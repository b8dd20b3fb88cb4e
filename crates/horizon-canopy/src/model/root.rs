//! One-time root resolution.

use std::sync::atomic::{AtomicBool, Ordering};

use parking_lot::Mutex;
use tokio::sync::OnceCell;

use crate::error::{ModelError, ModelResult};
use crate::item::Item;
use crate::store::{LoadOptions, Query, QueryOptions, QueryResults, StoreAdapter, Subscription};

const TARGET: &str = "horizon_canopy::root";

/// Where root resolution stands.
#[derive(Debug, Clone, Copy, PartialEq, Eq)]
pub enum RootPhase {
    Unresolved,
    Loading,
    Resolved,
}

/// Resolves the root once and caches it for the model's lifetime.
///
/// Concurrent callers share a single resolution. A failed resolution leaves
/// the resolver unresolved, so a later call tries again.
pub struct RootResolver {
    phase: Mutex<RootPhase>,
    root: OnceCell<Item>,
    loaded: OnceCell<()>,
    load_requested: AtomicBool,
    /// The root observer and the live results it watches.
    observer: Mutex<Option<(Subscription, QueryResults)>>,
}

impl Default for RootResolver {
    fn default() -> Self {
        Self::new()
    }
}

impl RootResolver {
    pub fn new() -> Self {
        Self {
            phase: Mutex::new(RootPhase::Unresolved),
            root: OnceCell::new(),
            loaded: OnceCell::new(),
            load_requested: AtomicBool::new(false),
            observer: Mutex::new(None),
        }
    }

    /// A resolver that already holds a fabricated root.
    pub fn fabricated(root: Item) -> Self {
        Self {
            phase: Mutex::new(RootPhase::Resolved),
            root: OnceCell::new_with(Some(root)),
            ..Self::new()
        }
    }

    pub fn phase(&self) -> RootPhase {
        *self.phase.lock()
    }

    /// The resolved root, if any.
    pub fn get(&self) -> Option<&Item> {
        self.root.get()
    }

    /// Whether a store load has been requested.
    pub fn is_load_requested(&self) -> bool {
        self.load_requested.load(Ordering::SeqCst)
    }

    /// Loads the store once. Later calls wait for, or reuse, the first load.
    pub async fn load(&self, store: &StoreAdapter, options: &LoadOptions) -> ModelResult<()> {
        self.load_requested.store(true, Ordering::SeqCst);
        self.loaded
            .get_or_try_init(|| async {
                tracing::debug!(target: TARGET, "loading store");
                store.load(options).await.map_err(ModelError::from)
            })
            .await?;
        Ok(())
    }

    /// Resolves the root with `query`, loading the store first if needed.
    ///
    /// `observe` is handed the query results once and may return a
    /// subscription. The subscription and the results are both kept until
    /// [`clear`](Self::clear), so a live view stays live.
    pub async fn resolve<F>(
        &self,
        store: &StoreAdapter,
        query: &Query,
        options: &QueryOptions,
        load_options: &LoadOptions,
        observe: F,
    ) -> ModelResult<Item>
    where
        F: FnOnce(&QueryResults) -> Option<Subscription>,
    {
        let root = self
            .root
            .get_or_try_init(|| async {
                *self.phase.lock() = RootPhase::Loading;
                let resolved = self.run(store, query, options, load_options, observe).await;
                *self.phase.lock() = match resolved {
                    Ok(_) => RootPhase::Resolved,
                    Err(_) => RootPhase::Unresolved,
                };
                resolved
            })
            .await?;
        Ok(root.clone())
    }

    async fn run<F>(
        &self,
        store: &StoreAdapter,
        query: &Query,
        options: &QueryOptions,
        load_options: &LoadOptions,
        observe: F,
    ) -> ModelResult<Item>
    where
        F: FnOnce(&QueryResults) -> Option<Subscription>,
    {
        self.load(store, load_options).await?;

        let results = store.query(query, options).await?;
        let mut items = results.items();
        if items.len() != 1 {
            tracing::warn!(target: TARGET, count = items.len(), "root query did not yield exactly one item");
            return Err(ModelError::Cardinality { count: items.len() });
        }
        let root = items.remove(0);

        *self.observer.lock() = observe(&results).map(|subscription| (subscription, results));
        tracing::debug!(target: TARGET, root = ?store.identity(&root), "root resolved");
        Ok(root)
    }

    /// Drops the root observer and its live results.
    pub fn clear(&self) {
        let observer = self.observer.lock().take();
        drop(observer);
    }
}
━━━━━━━━━━━━━━━━
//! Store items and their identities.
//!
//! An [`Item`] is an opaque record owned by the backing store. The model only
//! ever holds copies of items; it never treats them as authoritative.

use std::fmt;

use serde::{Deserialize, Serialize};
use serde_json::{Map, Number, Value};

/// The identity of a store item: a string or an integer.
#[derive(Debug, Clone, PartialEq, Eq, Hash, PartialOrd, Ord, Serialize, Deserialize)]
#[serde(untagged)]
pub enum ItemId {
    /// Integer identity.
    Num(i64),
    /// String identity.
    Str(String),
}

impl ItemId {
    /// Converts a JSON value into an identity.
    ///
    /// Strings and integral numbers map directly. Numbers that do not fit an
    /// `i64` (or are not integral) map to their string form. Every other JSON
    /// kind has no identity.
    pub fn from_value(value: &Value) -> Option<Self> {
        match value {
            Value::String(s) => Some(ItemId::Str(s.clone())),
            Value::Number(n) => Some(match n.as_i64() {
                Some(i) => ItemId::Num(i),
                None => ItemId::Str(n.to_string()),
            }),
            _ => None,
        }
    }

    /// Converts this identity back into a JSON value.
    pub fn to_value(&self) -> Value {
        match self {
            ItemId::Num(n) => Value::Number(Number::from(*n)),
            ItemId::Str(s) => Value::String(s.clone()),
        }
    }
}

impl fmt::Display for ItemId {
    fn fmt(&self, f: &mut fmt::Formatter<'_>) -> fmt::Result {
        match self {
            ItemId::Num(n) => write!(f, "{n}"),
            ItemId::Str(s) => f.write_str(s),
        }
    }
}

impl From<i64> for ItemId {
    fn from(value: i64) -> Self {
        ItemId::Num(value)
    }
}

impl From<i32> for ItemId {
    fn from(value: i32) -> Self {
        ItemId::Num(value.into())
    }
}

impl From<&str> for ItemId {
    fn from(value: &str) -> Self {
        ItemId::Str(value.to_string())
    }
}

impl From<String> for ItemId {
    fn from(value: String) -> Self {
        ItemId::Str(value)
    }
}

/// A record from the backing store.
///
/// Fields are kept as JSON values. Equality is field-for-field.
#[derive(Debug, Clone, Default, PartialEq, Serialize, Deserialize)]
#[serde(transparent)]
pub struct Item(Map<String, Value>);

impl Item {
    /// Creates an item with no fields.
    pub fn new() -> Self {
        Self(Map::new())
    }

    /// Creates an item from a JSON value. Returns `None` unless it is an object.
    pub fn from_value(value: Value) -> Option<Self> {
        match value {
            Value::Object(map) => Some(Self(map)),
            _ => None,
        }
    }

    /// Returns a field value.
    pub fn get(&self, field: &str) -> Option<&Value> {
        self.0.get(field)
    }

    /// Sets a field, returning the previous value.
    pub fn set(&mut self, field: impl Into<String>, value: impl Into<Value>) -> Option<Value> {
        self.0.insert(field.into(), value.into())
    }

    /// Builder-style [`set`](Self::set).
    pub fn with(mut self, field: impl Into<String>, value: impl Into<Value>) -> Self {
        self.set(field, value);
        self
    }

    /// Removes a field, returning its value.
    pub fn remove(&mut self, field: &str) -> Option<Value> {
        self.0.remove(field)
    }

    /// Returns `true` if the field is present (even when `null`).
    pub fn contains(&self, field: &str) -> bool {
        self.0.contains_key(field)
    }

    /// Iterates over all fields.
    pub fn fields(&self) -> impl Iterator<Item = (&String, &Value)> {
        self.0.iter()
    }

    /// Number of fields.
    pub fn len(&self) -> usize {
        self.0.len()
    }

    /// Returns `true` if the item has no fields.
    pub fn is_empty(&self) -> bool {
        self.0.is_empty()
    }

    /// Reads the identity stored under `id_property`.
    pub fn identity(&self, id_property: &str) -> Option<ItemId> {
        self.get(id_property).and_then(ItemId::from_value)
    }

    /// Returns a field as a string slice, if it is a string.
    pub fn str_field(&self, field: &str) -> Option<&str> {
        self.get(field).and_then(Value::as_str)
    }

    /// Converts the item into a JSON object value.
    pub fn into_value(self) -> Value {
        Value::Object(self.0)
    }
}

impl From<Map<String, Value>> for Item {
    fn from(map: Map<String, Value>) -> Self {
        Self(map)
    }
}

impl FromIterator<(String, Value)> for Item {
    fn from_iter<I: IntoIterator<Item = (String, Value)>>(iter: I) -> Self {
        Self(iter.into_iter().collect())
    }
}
━━━━━━━━━━━━━━━━
**WORK TO COMPLETE**
In the entries above, please find the line with "if items.len() != 1" and the line with "observe(&results).map(|subscription| (subscription, results));", then write out exactly those two lines and every line between them, and nothing more.

**ANSWER TO THIS PROBLEM**
        if items.len() != 1 {
            tracing::warn!(target: TARGET, count = items.len(), "root query did not yield exactly one item");
            return Err(ModelError::Cardinality { count: items.len() });
        }
        let root = items.remove(0);

        *self.observer.lock() = observe(&results).map(|subscription| (subscription, results));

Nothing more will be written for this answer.